SHORT VERSION: While garbage collection is great for many applications, GC also has some significant disadvantages. As a systems programming language, D attracts users who care about the disadvantages of GC, but D's design prevents it from mitigating the downsides of GC to the extent that less powerful languages like Java can.
LONG VERSION: There are many different garbage collector designs, so not all of these criticisms apply to all garbage collector designs. Nevertheless, most every design suffers from at least some of these problems:
1) Freezes/pauses: many garbage collectors have to pause all other threads in the program for some significant time in order to collect. This takes somewhere between a few ms and a few s, depending on how much data needs to be scanned.
For interactive applications, these pauses can cripple the program's performance. 60 FPS, or 16ms per frame, is a typical target rate for modern user interfaces, video playback, and games. When any given frame may be subject to a 5ms pause by the GC, the processing for *every* frame must be limited to what can be accomplished in 11ms, effectively wasting 30% of the available CPU performance of *all cores* on most frames, when no collection was necessary. But, 5ms is on the low end for GC pauses. Pauses longer than 16ms are common with some GC designs, guaranteeing dropped frames which are distracting and unpleasant to the user.

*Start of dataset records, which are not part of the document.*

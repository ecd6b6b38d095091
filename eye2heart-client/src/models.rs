//! Request and response bodies for the API.

use std::collections::BTreeMap;
use std::path::Path;

use serde::{Deserialize, Serialize};

use eye2heart_types::RiskLevel;

use crate::ClientError;

/// Clinical features accepted by the risk model, in the order the API expects.
pub const FEATURE_NAMES: [&str; 14] = [
    "gender",
    "age",
    "currentSmoker",
    "cigsPerDay",
    "BPMeds",
    "prevalentStroke",
    "prevalentHyp",
    "diabetes",
    "totChol",
    "sysBP",
    "diaBP",
    "BMI",
    "heartRate",
    "glucose",
];

/// Yes/no features. Their values must be `0` or `1`.
pub const BINARY_FEATURES: [&str; 6] = [
    "gender",
    "currentSmoker",
    "BPMeds",
    "prevalentStroke",
    "prevalentHyp",
    "diabetes",
];

/// New account details.
#[derive(Debug, Clone, Serialize)]
pub struct Registration {
    pub name: String,
    pub email: String,
    pub password: String,
}

/// Login credentials.
#[derive(Debug, Clone, Serialize)]
pub struct Credentials {
    pub email: String,
    pub password: String,
}

/// The logged-in user's profile.
#[derive(Debug, Clone, PartialEq, Serialize, Deserialize)]
pub struct Profile {
    pub name: String,
    pub email: String,
}

/// A message for the support team.
#[derive(Debug, Clone, Serialize)]
pub struct ContactMessage {
    pub name: String,
    pub email: String,
    #[serde(skip_serializing_if = "Option::is_none")]
    pub subject: Option<String>,
    pub message: String,
}

impl ContactMessage {
    /// Check the fields the API requires.
    pub fn validate(&self) -> Result<(), ClientError> {
        if self.name.trim().is_empty()
            || self.email.trim().is_empty()
            || self.message.trim().is_empty()
        {
            return Err(ClientError::InvalidRequest(
                "Name, Email and Message are required".to_string(),
            ));
        }
        Ok(())
    }
}

/// Clinical details submitted with a retinal image.
///
/// Values are kept as text because the API receives them as form fields.
/// Yes/no fields start at the same defaults the submission form uses
/// (male, non-smoker, no medication or history).
#[derive(Debug, Clone, PartialEq)]
pub struct ClinicalFeatures {
    values: BTreeMap<String, String>,
}

impl Default for ClinicalFeatures {
    fn default() -> Self {
        let mut values = BTreeMap::new();
        values.insert("gender".to_string(), "1".to_string());
        for name in &BINARY_FEATURES[1..] {
            values.insert(name.to_string(), "0".to_string());
        }
        Self { values }
    }
}

impl ClinicalFeatures {
    /// Create features with form defaults.
    pub fn new() -> Self {
        Self::default()
    }

    /// Set a feature value.
    ///
    /// Unknown feature names and non-numeric values are rejected, since the
    /// model cannot use them.
    pub fn set(&mut self, name: &str, value: &str) -> Result<(), ClientError> {
        if !FEATURE_NAMES.contains(&name) {
            return Err(ClientError::InvalidRequest(format!(
                "Unknown clinical feature '{}'",
                name
            )));
        }
        let value = value.trim();
        let parsed: f64 = value.parse().map_err(|_| {
            ClientError::InvalidRequest(format!("Feature '{}' must be numeric, got '{}'", name, value))
        })?;
        if BINARY_FEATURES.contains(&name) && parsed != 0.0 && parsed != 1.0 {
            return Err(ClientError::InvalidRequest(format!(
                "Feature '{}' must be 0 or 1",
                name
            )));
        }
        self.values.insert(name.to_string(), value.to_string());
        Ok(())
    }

    /// Parse a `name=value` pair and set it.
    pub fn set_pair(&mut self, pair: &str) -> Result<(), ClientError> {
        let (name, value) = pair.split_once('=').ok_or_else(|| {
            ClientError::InvalidRequest(format!("Expected name=value, got '{}'", pair))
        })?;
        self.set(name.trim(), value)
    }

    /// Get a feature value.
    pub fn get(&self, name: &str) -> Option<&str> {
        self.values.get(name).map(String::as_str)
    }

    /// Iterate over all set features.
    pub fn iter(&self) -> impl Iterator<Item = (&str, &str)> {
        self.values.iter().map(|(k, v)| (k.as_str(), v.as_str()))
    }

    /// Features the model expects that have no value yet.
    ///
    /// The API substitutes zero for these, so callers may want to warn.
    pub fn missing(&self) -> Vec<&'static str> {
        FEATURE_NAMES.iter().copied().filter(|name| !self.values.contains_key(*name)).collect()
    }
}

/// An image file to upload.
#[derive(Debug, Clone, PartialEq)]
pub struct ImageUpload {
    pub file_name: String,
    pub bytes: Vec<u8>,
}

impl ImageUpload {
    /// Create an upload from in-memory bytes.
    pub fn new(file_name: impl Into<String>, bytes: Vec<u8>) -> Self {
        Self {
            file_name: file_name.into(),
            bytes,
        }
    }

    /// Read an image file from disk.
    pub fn from_path(path: &Path) -> Result<Self, ClientError> {
        let bytes = std::fs::read(path)?;
        if bytes.is_empty() {
            return Err(ClientError::InvalidRequest(format!(
                "Image file {} is empty",
                path.display()
            )));
        }
        let file_name = path
            .file_name()
            .map(|n| n.to_string_lossy().into_owned())
            .unwrap_or_else(|| "image".to_string());
        Ok(Self { file_name, bytes })
    }
}

/// A retinal image plus clinical details for risk prediction.
#[derive(Debug, Clone, PartialEq)]
pub struct PredictionRequest {
    pub image: ImageUpload,
    pub features: ClinicalFeatures,
}

/// Per-category probabilities from the clinical risk model.
#[derive(Debug, Clone, Copy, PartialEq, Serialize, Deserialize)]
pub struct Probabilities {
    pub low: f64,
    pub medium: f64,
    pub high: f64,
}

/// Result of a risk prediction.
#[derive(Debug, Clone, PartialEq, Serialize, Deserialize)]
pub struct Prediction {
    /// Whether the image model found signs of cardiovascular disease.
    pub disease_detected: bool,
    /// Raw image-model probability (0-1).
    pub dl_probability: f64,
    /// Risk category text.
    pub risk_level: String,
    /// Blended risk percentage (0-100).
    pub risk_percent: f64,
    /// Ten-year coronary heart disease outlook.
    pub ten_year_chd_prediction: String,
    /// Image-model confidence percentage.
    pub confidence: f64,
    /// Heart rate echoed back from the submitted features.
    #[serde(default)]
    pub heart_rate: Option<u32>,
    /// Base64 PNG with the Grad-CAM overlay.
    #[serde(default)]
    pub gradcam_image: Option<String>,
    /// Base64 PNG of the resized input image.
    #[serde(default)]
    pub original_image: Option<String>,
    #[serde(default)]
    pub probabilities: Option<Probabilities>,
    /// Colour -> meaning legend for the Grad-CAM overlay.
    #[serde(default)]
    pub gradcam_legend: BTreeMap<String, String>,
}

impl Prediction {
    /// Recognised risk category.
    pub fn risk(&self) -> Option<RiskLevel> {
        RiskLevel::parse(&self.risk_level)
    }
}

/// Response body of a successful login.
#[derive(Debug, Deserialize)]
pub(crate) struct LoginResponse {
    #[serde(default)]
    pub token: Option<String>,
    #[serde(default)]
    pub message: Option<String>,
}

/// Error body shapes used by the API (`message` or `error`).
#[derive(Debug, Default, Deserialize)]
pub(crate) struct ApiMessage {
    #[serde(default)]
    pub message: Option<String>,
    #[serde(default)]
    pub error: Option<String>,
    #[serde(default)]
    pub msg: Option<String>,
}

impl ApiMessage {
    pub fn into_text(self) -> Option<String> {
        self.message.or(self.error).or(self.msg)
    }
}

For real-time applications such as hardware control systems, a pause that is too long could actually break something or injure someone.
2) Much higher memory consumption: all practical heap memory management schemes have some overhead - additional memory that is consumed by the manager itself, rather than the rest of the program's allocations. But, garbage collectors typically require three to ten times the size of the data for good performance, as opposed to two times or less for reference counting or manual management.

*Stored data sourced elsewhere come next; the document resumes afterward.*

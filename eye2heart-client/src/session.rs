//! Authenticated session context.

use std::fmt;

/// An authenticated session with the API.
///
/// A session is obtained from [`ApiClient::login`](crate::ApiClient::login)
/// and passed explicitly to every call that needs authorization. It is never
/// kept in shared or global state by this crate.
#[derive(Clone, PartialEq, Eq)]
pub struct Session {
    token: String,
}

impl Session {
    /// Wrap an existing access token.
    pub fn new(token: impl Into<String>) -> Self {
        Self {
            token: token.into(),
        }
    }

    /// The raw access token.
    pub fn token(&self) -> &str {
        &self.token
    }

    /// Value for the `Authorization` header.
    pub fn bearer(&self) -> String {
        format!("Bearer {}", self.token)
    }
}

impl fmt::Debug for Session {
    fn fmt(&self, f: &mut fmt::Formatter<'_>) -> fmt::Result {
        f.debug_struct("Session").field("token", &"<redacted>").finish()
    }
}

#[cfg(test)]
mod tests {
    use super::*;

    #[test]
    fn test_bearer_header() {
        let session = Session::new("abc.def.ghi");
        assert_eq!(session.bearer(), "Bearer abc.def.ghi");
        assert_eq!(session.token(), "abc.def.ghi");
    }

    #[test]
    fn test_debug_redacts_token() {
        let session = Session::new("secret-token");
        let debug = format!("{:?}", session);
        assert!(!debug.contains("secret-token"));
        assert!(debug.contains("redacted"));
    }
}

3) RAII doesn't work properly because the GC usually doesn't guarantee that destructors will be run for objects that it frees. I don't know why this is such a common limitation, but my guess is that it is due to one or both of: a) Collection often happens on a different thread from an object's allocation and construction. So, either all destructors must be thread-safe, or they just can't be run. b) A collection may occur at some awkward point where the program invariants depended on by non thread-safe destructors are violated, like inside of another destructor.
It is certainly possible to retrofit correct resource management on top of a GC scheme, but the logic required to determine when to close file handles (for example) is often the same as the logic required to determine when memory can safely be freed, so why not just combine the two and skip the GC?
GC has significant advantages, of course: simplicity (outside the GC itself), safety, and, for better designs, high throughput. But, the D users are more critical of GC than most for good reason:
I) D is a systems programming language. While a good GC is the best choice for many, many applications, the kinds of applications for which GC is inappropriate usually require, or at least greatly benefit from, the full power of a systems programming language. So, the minority of programmers who have good reason to avoid GC tend to leave other languages like Java, C#, python, and JavaScript and come to us (or C, C++, Zig, or Rust).
II) Historically, D's GC was embarrassingly bad compared to the state-of-the-art designs used by the JVM and .NET platforms. D's GC has improved quite a lot over the years, but it is not expected to ever catch up to the really good ones, because it is limited by other design decisions in the D language that prioritize efficient, easy-to-understand interoperability with C-style code over having the best possible GC.
In particular, D's GC is a stop-the-world design that must pause *all* threads that may own any GC memory whenever it collects, and thus it fully suffers from problem (1) which I described earlier. Also, it used to have the additional problem that it leaked memory by design (not a bug). This is mostly fixed now, but for some reason the fix is not enabled by default?! https://dlang.org/spec/garbage.html#precise_gc
(In before someone answers with, "Nothing. It works for me, so people who say it's bad are just stupid and don't profile.")